[Zope-CVS] CVS: Products/ZCTextIndex - QueryParser.py:1.1.2.17
Guido van Rossum
guido@python.org
Mon, 13 May 2002 16:26:19 -0400
Update of /cvs-repository/Products/ZCTextIndex
In directory cvs.zope.org:/tmp/cvs-serv11410
Modified Files:
Tag: TextIndexDS9-branch
QueryParser.py
Log Message:
Tighten the rules for double-quoted phrases; foo"bar" is now two
tokens, ``foo'' and ``"bar"''.
=== Products/ZCTextIndex/QueryParser.py 1.1.2.16 => 1.1.2.17 ===
}
-# Magical regex to tokenize.

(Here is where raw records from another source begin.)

use crate::{common::config::LscConfig, orchestrator::OrchestratorMetrics, persistence::KvStore};
use std::sync::Arc;
use tokio_util::sync::CancellationToken;

/// 编排器上下文 (Orchestrator Context)
///
/// **职责**:
/// 打包了 Orchestrator 运行所需的所有全局资源，避免在函数调用时传递一长串参数。
/// 每个 (scan, host) 任务共享同一个上下文，但各自拥有独立的 Key 和轮询循环。
pub struct OrchestratorContext {
    // --- 核心组件 (Components) ---
    /// 共享存储 (get / put / delete)
    pub store: Arc<dyn KvStore>,

    /// 全局配置
    /// - 命名空间、轮询间隔、超时、清理策略等参数。
    pub config: Arc<LscConfig>,

    /// 全局统计指标
    pub metrics: Arc<OrchestratorMetrics>,

    // --- 信号与控制 (Signals & Control) ---
    /// 全局中止信号 (例如整个扫描器停机)
    pub shutdown: CancellationToken,
}

impl Clone for OrchestratorContext {
    fn clone(&self) -> Self {
        Self {
            store: self.store.clone(),
            config: self.config.clone(),
            metrics: self.metrics.clone(),
            shutdown: self.shutdown.clone(),
        }
    }
}

impl OrchestratorContext {
    /// 创建一个新的上下文
    pub fn new(
        store: Arc<dyn KvStore>,
        config: LscConfig,
        metrics: Arc<OrchestratorMetrics>,
        shutdown: CancellationToken,
    ) -> Self {
        Self {
            store,
            config: Arc::new(config),
            metrics,
            shutdown,
        }
    }
}

/// 单次任务的取消范围
///
/// 同时监听调用方传入的扫描级 Token 和编排器的全局 Token，任意一个触发即视为取消。
#[derive(Clone, Copy)]
pub(crate) struct CancelScope<'a> {
    job: &'a CancellationToken,
    global: &'a CancellationToken,
}

impl<'a> CancelScope<'a> {
    pub(crate) fn new(job: &'a CancellationToken, global: &'a CancellationToken) -> Self {
        Self { job, global }
    }

    pub(crate) fn is_cancelled(&self) -> bool {
        self.job.is_cancelled() || self.global.is_cancelled()
    }

    /// 等待任意一个 Token 被取消
    pub(crate) async fn cancelled(&self) {
        tokio::select! {
            _ = self.job.cancelled() => {}
            _ = self.global.cancelled() => {}
        }
    }
}
use crate::common::config::LscConfig;
use crate::common::error::{LscError, Result};
use deadpool_redis::{Config, Pool, Runtime};

/// Redis 存储实现
///
/// 包含 Redis 连接池。Key 由调用方 (`JobKey::store_key`) 生成，这里不再加前缀，
/// 保证与 Evaluator 看到的 Key 逐字节一致。
#[derive(Clone)]
pub struct RedisStore {
    /// Redis 客户端 连接池
    pub(super) pool: Pool,

    /// 发布请求时附带的过期时间 (秒)
    pub(super) record_ttl_secs: Option<u64>,
}

impl std::fmt::Debug for RedisStore {
    fn fmt(&self, f: &mut std::fmt::Formatter<'_>) -> std::fmt::Result {
        f.debug_struct("RedisStore")
            .field("pool_status", &self.pool.status())
            .field("record_ttl_secs", &self.record_ttl_secs)
            .finish()
    }
}

impl RedisStore {
    /// 根据配置创建实例
    ///
    /// `store.redis_url` 必填。
    pub fn new(config: &LscConfig) -> Result<Self> {
        let url = config
            .store
            .redis_url
            .as_deref()
            .ok_or_else(|| LscError::Config("store.redis_url is required for RedisStore".into()))?;
        Self::connect(url, config.store.record_ttl_secs)
    }

    /// 直接通过 URL 创建
    pub fn connect(url: &str, record_ttl_secs: Option<u64>) -> Result<Self> {
        let cfg = Config::from_url(url);
        let pool = cfg
            .create_pool(Some(Runtime::Tokio1))
            .map_err(|e| LscError::Config(format!("invalid redis config: {}", e)))?;

        Ok(Self {
            pool,
            record_ttl_secs,
        })
    }
}
use std::time::Duration;

use crate::policy::{WaitContext, WaitDecision, WaitStrategy};

/// 固定间隔策略
///
/// 每次读到 queued / running 之后都等同样长的时间再读。
/// - `listen = true`: Store 有变更通知时可以提前醒来
/// - `listen = false`: 纯轮询，忽略通知
///
/// 刚发布完请求时 Evaluator 几乎不可能已经给出结论，
/// 可以用 `with_initial_delay` 让第一次读取晚一点。
#[derive(Debug, Clone)]
pub struct FixedWait {
    interval: Duration,
    initial_delay: Option<Duration>,
    listen: bool,
}

impl FixedWait {
    /// 监听通知，最长等 `millis` 毫秒
    pub fn new(millis: u64) -> Self {
        Self {
            interval: Duration::from_millis(millis),
            initial_delay: None,
            listen: true,
        }
    }

    /// 纯轮询，每 `millis` 毫秒读一次
    pub fn new_pure_polling(millis: u64) -> Self {
        Self {
            interval: Duration::from_millis(millis),
            initial_delay: None,
            listen: false,
        }
    }

    /// 第一次读取之前的等待时间 (默认与 interval 相同)
    pub fn with_initial_delay(mut self, millis: u64) -> Self {
        self.initial_delay = Some(Duration::from_millis(millis));
        self
    }

    fn delay_for(&self, idle_count: u32) -> Duration {
        match (idle_count, self.initial_delay) {
            (0, Some(first)) => first,
            _ => self.interval,
        }
    }
}

impl WaitStrategy for FixedWait {
    fn make_decision(&self, ctx: &WaitContext) -> WaitDecision {
        let until = ctx.now_instant + self.delay_for(ctx.idle_count);
        if self.listen {
            WaitDecision::WaitForNotification(until)
        } else {
            WaitDecision::WaitUntil(until)
        }
    }
}
pub mod config;
pub mod error;
pub mod model;
pub(crate) mod utils;

// 导出配置
pub use config::{LscConfig, PolicyConfig, PollConfig, PollMode, StoreConfig};

// 导出错误类型
pub use error::{LscError, Result};

// 导出核心模型
pub use model::{
    FailureReason, Finding, JobKey, JobRequest, JobStatus, PackageList, RunOutcome, StatusReport,
};

// 内部工具的快捷访问
pub(crate) use utils::calculate_backoff;
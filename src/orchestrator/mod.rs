pub mod builder;
pub mod context;
pub mod core;
pub mod metrics;
mod pacemaker;
pub mod plugin;
pub mod plugins;

pub use builder::OrchestratorBuilder;
pub use context::OrchestratorContext;
pub use core::LscOrchestrator;
pub use metrics::{MetricsSnapshot, OrchestratorMetrics};
pub use plugin::{NoOpPlugin, OrchestratorPlugin};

A beauty, ain't it. :-)
+# Regular expression to tokenize.
_tokenizer_regex = re.compile(r"""
# a paren
[()]
- # or a fleeblegorg (something with double quotes, or lots of double quotes)

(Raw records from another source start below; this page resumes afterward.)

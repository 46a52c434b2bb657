use serde_json::{Map, Value};
use tracing::trace;

use crate::common::{Finding, JobKey, JobStatus, LscError, Result, StatusReport};
use crate::persistence::{KvStore, LoadStatus};

/// 读取并分类一个任务的状态记录
///
/// Store 故障原样返回错误 (由调用方决定是否重试)；记录内容问题一律体现在 `StatusReport` 里，
/// 包括 Store 层发现的非文本记录 (`LscError::MalformedStatusRecord`)。
pub async fn read_status<S>(store: &S, namespace: &str, key: &JobKey) -> Result<StatusReport>
where
    S: KvStore + ?Sized,
{
    let store_key = key.store_key(namespace);
    let report = match store.get(&store_key).await {
        Ok(raw) => classify_record(key, raw.as_deref()),
        Err(LscError::MalformedStatusRecord { reason, .. }) => StatusReport::malformed(reason),
        Err(e) => return Err(e),
    };
    trace!(
        scan_id = %key.scan_id,
        host_ip = %key.host_ip,
        status = %report.status,
        "status record classified"
    );
    Ok(report)
}

/// 对一条原始记录做分类 (纯函数)
///
/// - 记录不存在 -> `queued` (Evaluator 还没响应)
/// - 记录仍是我们发布的请求文档 -> `queued`
/// - 记录存在但无法解析、结构不对、或属于别的任务 -> `error` (malformed)，绝不降级为 `queued`
pub fn classify_record(key: &JobKey, raw: Option<&str>) -> StatusReport {
    match LoadStatus::from_raw(raw) {
        LoadStatus::NotFound => StatusReport::queued(),
        LoadStatus::DataCorrupted { reason, .. } => {
            StatusReport::malformed(format!("invalid JSON: {}", reason))
        }
        LoadStatus::Found(Value::Object(doc)) => classify_document(key, doc),
        LoadStatus::Found(_) => StatusReport::malformed("record is not a JSON object"),
    }
}

fn classify_document(key: &JobKey, mut doc: Map<String, Value>) -> StatusReport {
    // 1. 归属校验: 记录里若回显了身份，必须与当前任务一致
    for (field, expected) in [("scan_id", &key.scan_id), ("host_ip", &key.host_ip)] {
        if let Some(v) = doc.get(field) {
            if v.as_str() != Some(expected.as_str()) {
                return StatusReport::malformed(format!(
                    "record belongs to another job ({} is {}, expected '{}')",
                    field, v, expected
                ));
            }
        }
    }

    // 2. 状态字段
    let status = match doc.get("status") {
        // 没有 status，但仍是请求文档: Evaluator 还没接手
        None if doc.contains_key("package_list") => return StatusReport::queued(),
        None => return StatusReport::malformed("record has no 'status' field"),
        Some(Value::String(s)) => match JobStatus::from_wire(s) {
            Some(status) => status,
            None => return StatusReport::malformed(format!("unknown status '{}'", s)),
        },
        Some(other) => {
            return StatusReport::malformed(format!("'status' is not a string: {}", other));
        }
    };

    // 3. 按状态提取载荷
    match status {
        // 非终态不暴露任何部分结果
        JobStatus::Queued => StatusReport::queued(),
        JobStatus::Running => StatusReport::running(),
        JobStatus::Error => {
            let detail = match doc.remove("error") {
                Some(Value::String(s)) if !s.is_empty() => s,
                Some(Value::Null) | None => "evaluator reported an error without detail".into(),
                Some(Value::String(_)) => "evaluator reported an error without detail".into(),
                Some(other) => other.to_string(),
            };
            StatusReport::evaluator_error(detail)
        }
        JobStatus::FinishedWithResults | JobStatus::FinishedEmpty => {
            let results = match parse_results(doc.remove("results")) {
                Ok(r) => r,
                Err(reason) => return StatusReport::malformed(reason),
            };
            match status {
                JobStatus::FinishedEmpty if !results.is_empty() => StatusReport::malformed(format!(
                    "'finished-empty' record carries {} results",
                    results.len()
                )),
                JobStatus::FinishedEmpty => StatusReport::finished_empty(),
                _ => StatusReport::finished_with_results(results),
            }
        }
        JobStatus::Timeout => StatusReport::malformed("'timeout' is not a stored status"),
    }
}

/// 解析 results 数组
///
/// - 缺失或 null 视为空列表
/// - 每一项必须是 JSON 对象
fn parse_results(raw: Option<Value>) -> std::result::Result<Vec<Finding>, String> {
    let items = match raw {
        None | Some(Value::Null) => return Ok(Vec::new()),
        Some(Value::Array(items)) => items,
        Some(other) => return Err(format!("'results' is not an array: {}", other)),
    };
    items
        .into_iter()
        .enumerate()
        .map(|(i, item)| match item {
            Value::Object(fields) => Ok(Finding::new(fields)),
            other => Err(format!("results[{}] is not an object: {}", i, other)),
        })
        .collect()
}

impl StatusReport {
    /// 把“记录损坏”转成错误，供希望用 `?` 处理的调用方使用
    pub fn ensure_well_formed(self, store_key: &str) -> Result<Self> {
        if self.malformed {
            return Err(LscError::MalformedStatusRecord {
                key: store_key.to_string(),
                reason: self.error.unwrap_or_default(),
            });
        }
        Ok(self)
    }
}

#[cfg(test)]
mod tests {
    use super::*;
    use crate::persistence::MemoryStore;
    use async_trait::async_trait;

    /// 记录存在但不是合法 UTF-8 (例如 Redis 里的二进制值)
    struct BinaryRecordStore;

    #[async_trait]
    impl KvStore for BinaryRecordStore {
        async fn get(&self, key: &str) -> Result<Option<String>> {
            Err(LscError::MalformedStatusRecord {
                key: key.to_string(),
                reason: "record is not valid UTF-8 (at byte 0)".into(),
            })
        }

        async fn put(&self, _key: &str, _value: String) -> Result<()> {
            Ok(())
        }

        async fn delete(&self, _key: &str) -> Result<()> {
            Ok(())
        }
    }

    fn key() -> JobKey {
        JobKey::new("s1", "10.0.0.1").unwrap()
    }

    #[test]
    fn missing_record_is_queued() {
        let report = classify_record(&key(), None);
        assert_eq!(report.status, JobStatus::Queued);
        assert!(!report.malformed);
    }

    #[test]
    fn invalid_json_is_error_never_queued() {
        for raw in ["", "{", "not json", "{\"status\":\"running\""] {
            let report = classify_record(&key(), Some(raw));
            assert_eq!(report.status, JobStatus::Error, "raw = {raw:?}");
            assert!(report.malformed);
            assert!(report.error.as_deref().unwrap().starts_with("invalid JSON"));
        }
    }

    #[test]
    fn pending_request_document_is_queued() {
        let raw = r#"{"scan_id":"s1","host_ip":"10.0.0.1","hostname":"","os_release":"debian10","package_list":["bash=5.1"]}"#;
        assert_eq!(classify_record(&key(), Some(raw)).status, JobStatus::Queued);
    }

    #[test]
    fn structural_problems_are_malformed() {
        let cases = [
            r#"[1,2,3]"#,
            r#"{"foo":"bar"}"#,
            r#"{"status":"paused"}"#,
            r#"{"status":"timeout"}"#,
            r#"{"status":7}"#,
            r#"{"status":"finished-with-results","results":{"pkg":"x"}}"#,
            r#"{"status":"finished-with-results","results":["CVE-1"]}"#,
            r#"{"status":"finished-empty","results":[{"pkg":"x"}]}"#,
            r#"{"status":"running","scan_id":"s2"}"#,
            r#"{"status":"running","host_ip":"10.0.0.2"}"#,
        ];
        for raw in cases {
            let report = classify_record(&key(), Some(raw));
            assert_eq!(report.status, JobStatus::Error, "raw = {raw}");
            assert!(report.malformed, "raw = {raw}");
        }
    }

    #[test]
    fn non_terminal_states_hide_results() {
        let report = classify_record(
            &key(),
            Some(r#"{"status":"running","results":[{"pkg":"x"}]}"#),
        );
        assert_eq!(report.status, JobStatus::Running);
        assert!(report.results.is_empty());
    }

    #[test]
    fn finished_with_results_carries_findings() {
        let report = classify_record(
            &key(),
            Some(
                r#"{"status":"finished-with-results","results":[{"pkg":"libssl1.1","cve":"CVE-XXXX","oid":"1.3.6.1.4.1.25623.1.1.2.2021.1"}]}"#,
            ),
        );
        assert_eq!(report.status, JobStatus::FinishedWithResults);
        assert_eq!(report.results.len(), 1);
        let finding = &report.results[0];
        assert_eq!(finding.pkg(), Some("libssl1.1"));
        assert_eq!(finding.cve(), Some("CVE-XXXX"));
        assert_eq!(finding.oid(), Some("1.3.6.1.4.1.25623.1.1.2.2021.1"));
    }

    #[test]
    fn finished_empty_with_or_without_results_field() {
        for raw in [
            r#"{"status":"finished-empty"}"#,
            r#"{"status":"finished-empty","results":[]}"#,
            r#"{"status":"finished-empty","results":null}"#,
        ] {
            let report = classify_record(&key(), Some(raw));
            assert_eq!(report.status, JobStatus::FinishedEmpty, "raw = {raw}");
            assert!(report.results.is_empty());
        }
        let report = classify_record(&key(), Some(r#"{"status":"finished-with-results","results":[]}"#));
        assert_eq!(report.status, JobStatus::FinishedWithResults);
    }

    #[test]
    fn evaluator_error_detail() {
        let report = classify_record(&key(), Some(r#"{"status":"error","error":"unknown os_release"}"#));
        assert_eq!(report.status, JobStatus::Error);
        assert!(!report.malformed);
        assert_eq!(report.error.as_deref(), Some("unknown os_release"));

        let report = classify_record(&key(), Some(r#"{"status":"error"}"#));
        assert!(report.error.unwrap().contains("without detail"));
    }

    #[test]
    fn matching_identity_echo_is_accepted() {
        let report = classify_record(
            &key(),
            Some(r#"{"status":"running","scan_id":"s1","host_ip":"10.0.0.1"}"#),
        );
        assert_eq!(report.status, JobStatus::Running);
    }

    #[tokio::test]
    async fn read_status_goes_through_the_store() {
        let store = MemoryStore::new();
        let k = key();
        assert_eq!(read_status(&store, "lsc", &k).await.unwrap().status, JobStatus::Queued);

        store
            .put("lsc:s1:10.0.0.1", r#"{"status":"running"}"#.into())
            .await
            .unwrap();
        assert_eq!(read_status(&store, "lsc", &k).await.unwrap().status, JobStatus::Running);
        // 命名空间不同就是不同的 Key
        assert_eq!(read_status(&store, "other", &k).await.unwrap().status, JobStatus::Queued);

        store.fail_next(1);
        assert!(matches!(
            read_status(&store, "lsc", &k).await,
            Err(LscError::StoreUnavailable(_))
        ));
    }

    #[tokio::test]
    async fn non_text_record_is_malformed_not_a_store_error() {
        let report = read_status(&BinaryRecordStore, "lsc", &key()).await.unwrap();
        assert_eq!(report.status, JobStatus::Error);
        assert!(report.malformed);
        assert!(report.error.as_deref().unwrap().contains("UTF-8"));
    }

    #[test]
    fn ensure_well_formed_surfaces_malformed_records() {
        let err = classify_record(&key(), Some("{oops"))
            .ensure_well_formed("lsc:s1:10.0.0.1")
            .unwrap_err();
        assert!(matches!(err, LscError::MalformedStatusRecord { key, .. } if key == "lsc:s1:10.0.0.1"));

        let ok = classify_record(&key(), Some(r#"{"status":"error","error":"boom"}"#))
            .ensure_well_formed("lsc:s1:10.0.0.1")
            .unwrap();
        assert_eq!(ok.error.as_deref(), Some("boom"));
    }
}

- # XXX do we really want stuff like AB"C"D"EFG"H""I to be "a token"?
-| [^()\s"]* (?: "[^"]*"
- [^()\s"]*
- )+
+ # or a string in double quotes possibly preceded by a hyphen
+| -? " [^"]* "
# or a non-empty string without whitespace, parens or double quotes
| [^()\s"]+
""", re.VERBOSE)
@@ -84,7 +81,7 @@
def parseQuery(self, query):
# Lexical analysis.
- tokens = re.findall(_tokenizer_regex, query)
+ tokens = _tokenizer_regex.findall(query)
self.__tokens = tokens
# classify tokens
self.__tokentypes = [_keywords.get(token.upper(), _ATOM)